Sabtu pagi, 22 September 2012 udara sangat bersahabat, sehingga membuat saya lebih bersemangat. Segala keperluan untuk melengkapi pelatihan sudah saya siapkan. Mulai dari materi dalam bentuk power point (ppt), laptop, flash disk, pointer, buku-buku untuk hadiah kuis dan games, semua sudah siap dibawa.
Perjalanan dari Bekasi menuju Jl. Rajawali blok F No. 10 Cinere Estate, menghabiskan waktu sekitar 45 menit. Saya tiba di lokasi pukul 07.20 WIB.
Kedatangan saya disambut oleh salah satu guru di sekolah itu. Setelah berkenalan, saya pun diajak memasuki ruangan tempat pelatihan. Masih kosong. Sambil menunggu, saya mencoba beradaptasi dengan kondisi kelas. Tak berapa lama, guru lainnya pun tiba di tempat.
Setelah semua disiapkan dan peserta yang hadir (23 siswa) sudah lengkap, sesi pertama pelatihan menulis pun dimulai pukul 08.30 WIB. Acara diawali oleh kata pembuka oleh pemandu acara (Ibu Syaidah).

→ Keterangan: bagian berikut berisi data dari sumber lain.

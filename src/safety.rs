//! 安全控制器 - 轮次预算
//!
//! 限制单次外部能力调用可以消耗的内部轮次。
//!
//! - `TurnGuard` 是一个普通的值，每次调用单独创建，以 `&mut` 形式传入能力层
//! - 并发的提取任务各自持有自己的 guard，互不共享计数
//! - 可选的单次尝试超时（`with_deadline`）到期后按预算耗尽处理
//! - 顺带记录这次调用消耗的 token，调用方结束后通过 `usage()` 读取

use std::fmt;
use std::future::Future;
use std::time::Duration;

use tracing::{debug, warn};

use crate::models::TokenUsage;

/// 预算耗尽的原因
#[derive(Debug, Clone, Copy, PartialEq, Eq)]
pub enum BudgetKind {
    /// 轮次用完
    Turns,
    /// 单次尝试超时
    Deadline,
}

/// 预算耗尽错误
#[derive(Debug, Clone, PartialEq, Eq, thiserror::Error)]
pub struct BudgetExceeded {
    pub scope: String,
    pub kind: BudgetKind,
    /// 轮次上限；超时情况下为 0
    pub max_turns: u32,
    pub timeout: Option<Duration>,
}

impl fmt::Display for BudgetExceeded {
    fn fmt(&self, f: &mut fmt::Formatter<'_>) -> fmt::Result {
        match self.kind {
            BudgetKind::Turns => write!(
                f,
                "[{}] 轮次预算耗尽 (上限 {} 轮)",
                self.scope, self.max_turns
            ),
            BudgetKind::Deadline => write!(
                f,
                "[{}] 单次尝试超时 ({:?})",
                self.scope,
                self.timeout.unwrap_or_default()
            ),
        }
    }
}

/// 轮次守卫
#[derive(Debug, Clone)]
pub struct TurnGuard {
    scope: String,
    max_turns: u32,
    used: u32,
    input_tokens: u64,
    output_tokens: u64,
}

impl TurnGuard {
    /// 创建新的守卫
    pub fn new(max_turns: u32) -> Self {
        Self::scoped("llm", max_turns)
    }

    /// 创建带作用域名称的守卫（仅用于日志与错误信息）
    pub fn scoped(scope: impl Into<String>, max_turns: u32) -> Self {
        Self {
            scope: scope.into(),
            max_turns,
            used: 0,
            input_tokens: 0,
            output_tokens: 0,
        }
    }

    /// 消耗一轮
    ///
    /// 返回本次是第几轮（从 1 开始）；达到上限时返回 `BudgetExceeded`，计数不再增加
    pub fn charge(&mut self) -> Result<u32, BudgetExceeded> {
        if self.used >= self.max_turns {
            warn!("⚠️ [{}] 轮次预算耗尽: {}/{}", self.scope, self.used, self.max_turns);
            return Err(BudgetExceeded {
                scope: self.scope.clone(),
                kind: BudgetKind::Turns,
                max_turns: self.max_turns,
                timeout: None,
            });
        }
        self.used += 1;
        debug!("[{}] 第 {}/{} 轮", self.scope, self.used, self.max_turns);
        Ok(self.used)
    }

    /// 记录一次请求回报的 token 数
    pub fn record_tokens(&mut self, input_tokens: u64, output_tokens: u64) {
        self.input_tokens += input_tokens;
        self.output_tokens += output_tokens;
    }

    /// 累计用量，请求数即已消耗的轮次
    pub fn usage(&self) -> TokenUsage {
        TokenUsage {
            requests: self.used,
            input_tokens: self.input_tokens,
            output_tokens: self.output_tokens,
        }
    }

    /// 清零，便于复用
    pub fn reset(&mut self) {
        self.used = 0;
        self.input_tokens = 0;
        self.output_tokens = 0;
    }

    pub fn used(&self) -> u32 {
        self.used
    }

    pub fn remaining(&self) -> u32 {
        self.max_turns.saturating_sub(self.used)
    }

    pub fn max_turns(&self) -> u32 {
        self.max_turns
    }

    pub fn scope(&self) -> &str {
        &self.scope
    }
}

/// 为一次尝试套上墙钟超时；`timeout` 为 `None` 时直接执行
///
/// 超时后返回 `BudgetKind::Deadline` 类型的 `BudgetExceeded`
pub async fn with_deadline<F, T, E>(scope: &str, timeout: Option<Duration>, fut: F) -> Result<T, E>
where
    F: Future<Output = Result<T, E>>,
    E: From<BudgetExceeded>,
{
    let Some(limit) = timeout else {
        return fut.await;
    };
    match tokio::time::timeout(limit, fut).await {
        Ok(result) => result,
        Err(_) => {
            warn!("⚠️ [{}] 单次尝试超过 {:?}", scope, limit);
            Err(BudgetExceeded {
                scope: scope.to_string(),
                kind: BudgetKind::Deadline,
                max_turns: 0,
                timeout: Some(limit),
            }
            .into())
        }
    }
}

#[cfg(test)]
mod tests {
    use super::*;

    #[test]
    fn test_charge_until_exhausted() {
        let mut guard = TurnGuard::scoped("test", 3);
        assert_eq!(guard.charge().unwrap(), 1);
        assert_eq!(guard.charge().unwrap(), 2);
        assert_eq!(guard.charge().unwrap(), 3);

        let err = guard.charge().unwrap_err();
        assert_eq!(err.kind, BudgetKind::Turns);
        assert_eq!(err.max_turns, 3);
        assert_eq!(err.scope, "test");
        // 失败的 charge 不计数
        assert_eq!(guard.used(), 3);
        assert_eq!(guard.remaining(), 0);
    }

    #[test]
    fn test_zero_budget_fails_first_charge() {
        let mut guard = TurnGuard::new(0);
        assert!(guard.charge().is_err());
    }

    #[test]
    fn test_reset_clears_usage() {
        let mut guard = TurnGuard::new(1);
        guard.charge().unwrap();
        assert!(guard.charge().is_err());

        guard.record_tokens(10, 2);
        guard.reset();
        assert_eq!(guard.used(), 0);
        assert_eq!(guard.usage(), TokenUsage::default());
        assert_eq!(guard.charge().unwrap(), 1);
    }

    #[test]
    fn test_guards_are_independent() {
        let mut a = TurnGuard::new(1);
        let mut b = TurnGuard::new(1);
        a.charge().unwrap();
        assert!(b.charge().is_ok());
        assert!(a.charge().is_err());
    }

    #[test]
    fn test_usage_counts_turns_and_tokens() {
        let mut guard = TurnGuard::scoped("usage", 5);
        guard.charge().unwrap();
        guard.record_tokens(1200, 300);
        guard.charge().unwrap();
        guard.record_tokens(800, 0);

        let usage = guard.usage();
        assert_eq!(usage.requests, 2);
        assert_eq!(usage.input_tokens, 2000);
        assert_eq!(usage.total_tokens(), 2300);
    }

    #[tokio::test]
    async fn test_deadline_maps_to_budget_exceeded() {
        let result: Result<(), BudgetExceeded> =
            with_deadline("slow", Some(Duration::from_millis(10)), async {
                tokio::time::sleep(Duration::from_secs(5)).await;
                Ok(())
            })
            .await;

        let err = result.unwrap_err();
        assert_eq!(err.kind, BudgetKind::Deadline);
        assert_eq!(err.timeout, Some(Duration::from_millis(10)));
    }

    #[tokio::test]
    async fn test_without_deadline_runs_to_completion() {
        let result: Result<u32, BudgetExceeded> = with_deadline("fast", None, async { Ok(7) }).await;
        assert_eq!(result.unwrap(), 7);
    }
}
//! Resource file formats understood by locsheet.

pub mod strings;

pub use strings::{Format as StringsFormat, Pair};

Kemudian, Bapak Sukardi selaku kepala sekolah di SMP Islam Dian Didaktika memberi sambutan sekaligus membuka secara resmi kegiatan pelatihan menulis.
Bapak Sukardi mengatakan, bahwa kegiatan pelatihan menulis ini adalah langkah pertama yang akan mengawali rencana mereka untuk membentuk komunitas dan cikal bakal penulis muda di sekolah tersebut. Penjelasan ini tentu saja menerbitkan rasa tersanjung di hati saya, karena saya terpilih menjadi bagian dari tim pelopor rencana mulia itu.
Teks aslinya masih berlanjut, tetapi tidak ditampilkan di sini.